**ASSIGNMENT:**
Copy each line of the material below that includes the string "today".

________________________

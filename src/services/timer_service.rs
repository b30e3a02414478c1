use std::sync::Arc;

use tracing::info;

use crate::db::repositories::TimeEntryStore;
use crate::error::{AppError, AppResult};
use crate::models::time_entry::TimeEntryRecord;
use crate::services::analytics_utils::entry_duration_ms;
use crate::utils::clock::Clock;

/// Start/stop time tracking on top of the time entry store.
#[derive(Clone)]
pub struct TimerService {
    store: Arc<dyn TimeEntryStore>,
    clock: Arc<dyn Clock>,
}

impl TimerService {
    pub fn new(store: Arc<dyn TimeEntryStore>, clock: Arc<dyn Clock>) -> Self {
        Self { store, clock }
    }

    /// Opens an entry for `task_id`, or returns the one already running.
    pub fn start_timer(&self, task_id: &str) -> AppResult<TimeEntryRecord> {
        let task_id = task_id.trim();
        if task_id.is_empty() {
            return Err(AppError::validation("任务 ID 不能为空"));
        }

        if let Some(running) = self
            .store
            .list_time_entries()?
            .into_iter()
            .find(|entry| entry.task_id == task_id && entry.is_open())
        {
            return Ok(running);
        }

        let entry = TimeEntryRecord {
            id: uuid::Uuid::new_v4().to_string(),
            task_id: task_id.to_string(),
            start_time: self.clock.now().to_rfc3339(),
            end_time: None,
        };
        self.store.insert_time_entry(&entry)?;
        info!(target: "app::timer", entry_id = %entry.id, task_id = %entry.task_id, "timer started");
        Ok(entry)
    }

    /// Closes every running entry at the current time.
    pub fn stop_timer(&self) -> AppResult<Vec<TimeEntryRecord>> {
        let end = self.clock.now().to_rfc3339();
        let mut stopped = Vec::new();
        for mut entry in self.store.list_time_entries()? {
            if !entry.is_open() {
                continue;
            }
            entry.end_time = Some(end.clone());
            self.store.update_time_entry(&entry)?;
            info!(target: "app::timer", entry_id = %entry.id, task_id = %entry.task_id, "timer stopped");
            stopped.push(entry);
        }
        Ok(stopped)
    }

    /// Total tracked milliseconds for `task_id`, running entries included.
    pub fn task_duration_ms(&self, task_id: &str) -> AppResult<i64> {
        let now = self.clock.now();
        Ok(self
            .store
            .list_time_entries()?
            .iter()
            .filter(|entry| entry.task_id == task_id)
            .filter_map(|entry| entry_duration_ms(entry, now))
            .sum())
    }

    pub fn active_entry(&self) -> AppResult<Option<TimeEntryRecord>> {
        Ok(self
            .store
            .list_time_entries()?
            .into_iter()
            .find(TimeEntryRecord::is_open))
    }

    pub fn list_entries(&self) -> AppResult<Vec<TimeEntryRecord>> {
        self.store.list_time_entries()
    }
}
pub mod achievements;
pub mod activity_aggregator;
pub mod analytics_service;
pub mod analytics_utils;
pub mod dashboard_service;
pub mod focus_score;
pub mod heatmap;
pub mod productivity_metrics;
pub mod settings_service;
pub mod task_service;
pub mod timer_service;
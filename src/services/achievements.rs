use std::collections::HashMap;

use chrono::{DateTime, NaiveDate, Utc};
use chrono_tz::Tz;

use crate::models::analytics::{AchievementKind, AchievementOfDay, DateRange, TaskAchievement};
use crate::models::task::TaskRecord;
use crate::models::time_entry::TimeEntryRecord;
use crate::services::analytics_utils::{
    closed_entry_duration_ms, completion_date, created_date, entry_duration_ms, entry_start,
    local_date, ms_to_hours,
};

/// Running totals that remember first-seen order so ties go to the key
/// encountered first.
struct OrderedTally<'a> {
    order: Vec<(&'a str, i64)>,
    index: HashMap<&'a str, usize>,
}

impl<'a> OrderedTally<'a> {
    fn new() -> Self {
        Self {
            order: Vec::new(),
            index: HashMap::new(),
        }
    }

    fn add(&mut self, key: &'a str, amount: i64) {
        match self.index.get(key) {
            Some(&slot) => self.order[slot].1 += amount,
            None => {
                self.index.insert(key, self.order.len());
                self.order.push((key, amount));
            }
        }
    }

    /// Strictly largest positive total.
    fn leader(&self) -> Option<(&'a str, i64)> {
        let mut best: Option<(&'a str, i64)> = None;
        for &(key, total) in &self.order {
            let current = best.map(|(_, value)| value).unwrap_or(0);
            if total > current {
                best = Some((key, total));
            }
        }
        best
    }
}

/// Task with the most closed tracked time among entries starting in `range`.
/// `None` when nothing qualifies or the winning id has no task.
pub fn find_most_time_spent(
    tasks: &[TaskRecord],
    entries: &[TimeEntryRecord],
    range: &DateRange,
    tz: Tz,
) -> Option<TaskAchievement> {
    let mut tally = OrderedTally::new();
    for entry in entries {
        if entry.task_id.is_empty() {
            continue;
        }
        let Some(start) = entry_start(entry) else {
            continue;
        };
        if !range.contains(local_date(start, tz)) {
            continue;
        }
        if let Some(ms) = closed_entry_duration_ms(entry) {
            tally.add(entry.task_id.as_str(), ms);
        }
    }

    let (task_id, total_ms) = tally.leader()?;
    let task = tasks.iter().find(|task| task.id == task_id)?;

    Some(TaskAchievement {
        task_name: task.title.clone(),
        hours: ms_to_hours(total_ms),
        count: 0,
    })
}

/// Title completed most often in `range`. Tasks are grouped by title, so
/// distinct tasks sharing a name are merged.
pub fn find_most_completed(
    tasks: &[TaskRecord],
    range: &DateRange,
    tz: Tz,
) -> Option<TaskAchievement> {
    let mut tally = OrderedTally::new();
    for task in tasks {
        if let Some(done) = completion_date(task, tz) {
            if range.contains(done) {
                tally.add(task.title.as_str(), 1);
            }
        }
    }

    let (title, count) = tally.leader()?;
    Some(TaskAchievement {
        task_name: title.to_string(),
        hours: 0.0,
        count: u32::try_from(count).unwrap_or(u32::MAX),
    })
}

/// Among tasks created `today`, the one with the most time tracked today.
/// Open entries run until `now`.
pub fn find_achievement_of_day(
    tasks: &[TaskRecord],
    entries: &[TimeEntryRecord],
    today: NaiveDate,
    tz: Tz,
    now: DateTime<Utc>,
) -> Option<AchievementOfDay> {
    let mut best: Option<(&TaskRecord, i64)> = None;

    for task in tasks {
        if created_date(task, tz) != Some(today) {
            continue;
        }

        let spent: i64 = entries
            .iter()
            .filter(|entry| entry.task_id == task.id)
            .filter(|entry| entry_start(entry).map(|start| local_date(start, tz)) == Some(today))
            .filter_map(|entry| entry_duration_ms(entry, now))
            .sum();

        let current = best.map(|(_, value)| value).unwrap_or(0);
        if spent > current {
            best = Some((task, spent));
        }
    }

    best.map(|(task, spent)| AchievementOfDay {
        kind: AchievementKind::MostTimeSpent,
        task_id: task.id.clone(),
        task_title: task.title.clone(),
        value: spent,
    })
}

________________________

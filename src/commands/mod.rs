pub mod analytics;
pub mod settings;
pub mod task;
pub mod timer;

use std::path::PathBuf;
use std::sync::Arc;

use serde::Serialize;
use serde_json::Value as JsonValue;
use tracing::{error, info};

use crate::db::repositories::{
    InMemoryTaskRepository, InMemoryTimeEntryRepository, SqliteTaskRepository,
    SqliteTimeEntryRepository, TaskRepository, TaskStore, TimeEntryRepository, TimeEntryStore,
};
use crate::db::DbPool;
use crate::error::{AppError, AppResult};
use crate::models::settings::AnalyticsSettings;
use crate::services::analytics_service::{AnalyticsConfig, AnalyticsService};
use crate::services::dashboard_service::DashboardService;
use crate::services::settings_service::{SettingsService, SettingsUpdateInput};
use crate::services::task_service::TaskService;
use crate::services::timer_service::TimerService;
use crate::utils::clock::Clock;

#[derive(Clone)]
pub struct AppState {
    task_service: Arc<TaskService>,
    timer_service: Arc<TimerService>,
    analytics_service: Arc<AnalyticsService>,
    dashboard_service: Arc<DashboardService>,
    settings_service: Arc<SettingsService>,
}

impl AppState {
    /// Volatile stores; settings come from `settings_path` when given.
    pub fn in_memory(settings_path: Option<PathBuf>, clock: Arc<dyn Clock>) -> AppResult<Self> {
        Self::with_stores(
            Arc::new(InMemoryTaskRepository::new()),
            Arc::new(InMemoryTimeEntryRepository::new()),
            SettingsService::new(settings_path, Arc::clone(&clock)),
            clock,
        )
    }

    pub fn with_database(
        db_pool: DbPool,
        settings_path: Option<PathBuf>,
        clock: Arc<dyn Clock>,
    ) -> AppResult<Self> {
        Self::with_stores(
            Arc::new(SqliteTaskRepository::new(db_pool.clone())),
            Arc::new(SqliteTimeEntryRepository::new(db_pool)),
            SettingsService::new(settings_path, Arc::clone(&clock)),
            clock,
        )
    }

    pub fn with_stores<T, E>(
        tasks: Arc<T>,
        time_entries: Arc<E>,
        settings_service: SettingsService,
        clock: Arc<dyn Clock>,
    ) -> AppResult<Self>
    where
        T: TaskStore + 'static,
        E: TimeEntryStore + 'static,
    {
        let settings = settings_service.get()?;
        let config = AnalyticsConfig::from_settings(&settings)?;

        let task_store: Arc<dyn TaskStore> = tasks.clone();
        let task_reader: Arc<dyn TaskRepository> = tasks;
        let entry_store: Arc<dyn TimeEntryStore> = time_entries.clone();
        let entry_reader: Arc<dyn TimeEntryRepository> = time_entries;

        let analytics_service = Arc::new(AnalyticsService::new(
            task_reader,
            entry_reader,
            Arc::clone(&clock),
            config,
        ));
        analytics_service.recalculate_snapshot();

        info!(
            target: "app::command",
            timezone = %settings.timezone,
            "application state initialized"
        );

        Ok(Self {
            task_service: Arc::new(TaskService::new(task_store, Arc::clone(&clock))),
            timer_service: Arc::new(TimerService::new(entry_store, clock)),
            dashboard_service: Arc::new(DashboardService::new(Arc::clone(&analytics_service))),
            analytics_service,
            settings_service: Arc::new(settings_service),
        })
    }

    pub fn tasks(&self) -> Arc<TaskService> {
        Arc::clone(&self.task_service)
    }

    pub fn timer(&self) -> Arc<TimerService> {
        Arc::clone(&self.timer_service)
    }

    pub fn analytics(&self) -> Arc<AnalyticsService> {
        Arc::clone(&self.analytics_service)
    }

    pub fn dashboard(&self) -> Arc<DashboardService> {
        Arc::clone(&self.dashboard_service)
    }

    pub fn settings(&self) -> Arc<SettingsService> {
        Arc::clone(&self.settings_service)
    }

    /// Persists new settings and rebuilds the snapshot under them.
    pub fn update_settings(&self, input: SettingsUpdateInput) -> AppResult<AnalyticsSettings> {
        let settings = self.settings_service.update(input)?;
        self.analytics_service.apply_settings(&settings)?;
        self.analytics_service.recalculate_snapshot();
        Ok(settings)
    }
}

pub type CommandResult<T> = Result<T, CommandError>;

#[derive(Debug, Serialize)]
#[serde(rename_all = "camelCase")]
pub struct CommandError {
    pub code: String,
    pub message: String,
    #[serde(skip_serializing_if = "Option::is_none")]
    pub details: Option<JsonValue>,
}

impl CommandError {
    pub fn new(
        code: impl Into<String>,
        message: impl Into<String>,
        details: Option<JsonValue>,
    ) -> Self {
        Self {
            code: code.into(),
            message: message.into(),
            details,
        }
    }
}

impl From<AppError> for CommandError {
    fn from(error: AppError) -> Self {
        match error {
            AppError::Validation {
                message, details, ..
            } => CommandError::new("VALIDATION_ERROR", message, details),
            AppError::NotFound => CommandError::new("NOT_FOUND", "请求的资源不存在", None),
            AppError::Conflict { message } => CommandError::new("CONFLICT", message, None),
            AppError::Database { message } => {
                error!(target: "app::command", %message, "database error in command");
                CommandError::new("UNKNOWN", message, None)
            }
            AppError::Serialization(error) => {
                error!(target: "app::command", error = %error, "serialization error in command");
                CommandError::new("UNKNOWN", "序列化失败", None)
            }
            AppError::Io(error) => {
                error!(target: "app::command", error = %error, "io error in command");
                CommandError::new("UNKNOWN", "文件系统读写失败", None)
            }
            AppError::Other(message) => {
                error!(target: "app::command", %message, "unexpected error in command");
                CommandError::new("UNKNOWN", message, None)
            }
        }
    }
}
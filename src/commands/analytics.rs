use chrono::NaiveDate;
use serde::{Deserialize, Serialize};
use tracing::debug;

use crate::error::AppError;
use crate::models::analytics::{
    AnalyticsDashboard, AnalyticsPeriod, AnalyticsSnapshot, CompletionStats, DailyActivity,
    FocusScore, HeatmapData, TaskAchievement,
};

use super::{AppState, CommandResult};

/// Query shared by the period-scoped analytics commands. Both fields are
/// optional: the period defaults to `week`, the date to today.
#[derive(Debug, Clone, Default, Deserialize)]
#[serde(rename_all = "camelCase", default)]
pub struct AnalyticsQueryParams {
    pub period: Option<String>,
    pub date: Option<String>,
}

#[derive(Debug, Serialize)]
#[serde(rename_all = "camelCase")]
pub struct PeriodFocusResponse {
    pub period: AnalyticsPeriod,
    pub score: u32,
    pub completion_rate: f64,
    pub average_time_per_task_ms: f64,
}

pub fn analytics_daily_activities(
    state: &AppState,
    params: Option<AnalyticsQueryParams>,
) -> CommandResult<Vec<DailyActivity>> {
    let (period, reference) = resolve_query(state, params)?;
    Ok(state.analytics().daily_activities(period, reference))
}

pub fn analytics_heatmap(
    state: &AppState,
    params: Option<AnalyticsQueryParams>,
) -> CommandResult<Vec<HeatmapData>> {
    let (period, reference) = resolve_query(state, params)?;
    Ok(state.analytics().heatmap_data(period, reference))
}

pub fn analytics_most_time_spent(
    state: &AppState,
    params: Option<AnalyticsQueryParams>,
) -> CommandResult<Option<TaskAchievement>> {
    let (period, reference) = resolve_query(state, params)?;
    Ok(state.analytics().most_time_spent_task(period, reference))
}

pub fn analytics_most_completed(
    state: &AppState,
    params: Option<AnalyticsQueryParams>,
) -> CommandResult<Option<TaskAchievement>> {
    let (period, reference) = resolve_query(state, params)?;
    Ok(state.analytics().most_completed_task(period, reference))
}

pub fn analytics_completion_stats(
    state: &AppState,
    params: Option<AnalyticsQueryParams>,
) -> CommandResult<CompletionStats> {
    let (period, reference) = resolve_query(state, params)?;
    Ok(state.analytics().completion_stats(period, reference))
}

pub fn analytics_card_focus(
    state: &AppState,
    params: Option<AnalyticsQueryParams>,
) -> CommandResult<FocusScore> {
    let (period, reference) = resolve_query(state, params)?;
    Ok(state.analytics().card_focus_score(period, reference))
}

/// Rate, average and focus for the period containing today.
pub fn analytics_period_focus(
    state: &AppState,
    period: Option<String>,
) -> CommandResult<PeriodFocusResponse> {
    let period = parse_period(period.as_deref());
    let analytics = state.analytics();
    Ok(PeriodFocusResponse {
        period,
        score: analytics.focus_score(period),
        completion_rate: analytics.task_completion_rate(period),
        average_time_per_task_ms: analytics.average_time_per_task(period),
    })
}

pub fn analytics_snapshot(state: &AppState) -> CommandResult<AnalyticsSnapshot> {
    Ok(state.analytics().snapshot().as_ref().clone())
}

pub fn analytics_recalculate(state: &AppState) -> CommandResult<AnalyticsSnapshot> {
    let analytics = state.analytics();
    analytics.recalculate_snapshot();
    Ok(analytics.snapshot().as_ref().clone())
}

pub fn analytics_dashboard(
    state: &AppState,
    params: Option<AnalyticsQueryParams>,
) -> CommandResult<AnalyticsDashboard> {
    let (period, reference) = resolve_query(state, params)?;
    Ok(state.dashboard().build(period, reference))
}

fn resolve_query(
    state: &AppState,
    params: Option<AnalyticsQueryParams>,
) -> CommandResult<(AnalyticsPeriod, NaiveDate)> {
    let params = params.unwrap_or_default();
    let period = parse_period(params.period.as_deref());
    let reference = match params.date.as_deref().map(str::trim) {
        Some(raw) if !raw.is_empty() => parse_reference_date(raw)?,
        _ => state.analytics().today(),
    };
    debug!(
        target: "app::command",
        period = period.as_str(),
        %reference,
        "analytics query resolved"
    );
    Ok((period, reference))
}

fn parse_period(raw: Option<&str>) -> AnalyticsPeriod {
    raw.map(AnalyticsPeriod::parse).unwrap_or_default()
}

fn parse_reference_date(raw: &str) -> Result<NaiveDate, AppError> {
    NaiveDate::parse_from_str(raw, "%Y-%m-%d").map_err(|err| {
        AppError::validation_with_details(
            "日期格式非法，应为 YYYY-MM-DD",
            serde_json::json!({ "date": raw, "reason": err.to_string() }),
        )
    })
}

________________________

**RESULT BELOW:**
/// Among tasks created `today`, the one with the most time tracked today.
    today: NaiveDate,
        if created_date(task, tz) != Some(today) {
            .filter(|entry| entry_start(entry).map(|start| local_date(start, tz)) == Some(today))
/// optional: the period defaults to `week`, the date to today.
/// Rate, average and focus for the period containing today.
        _ => state.analytics().today(),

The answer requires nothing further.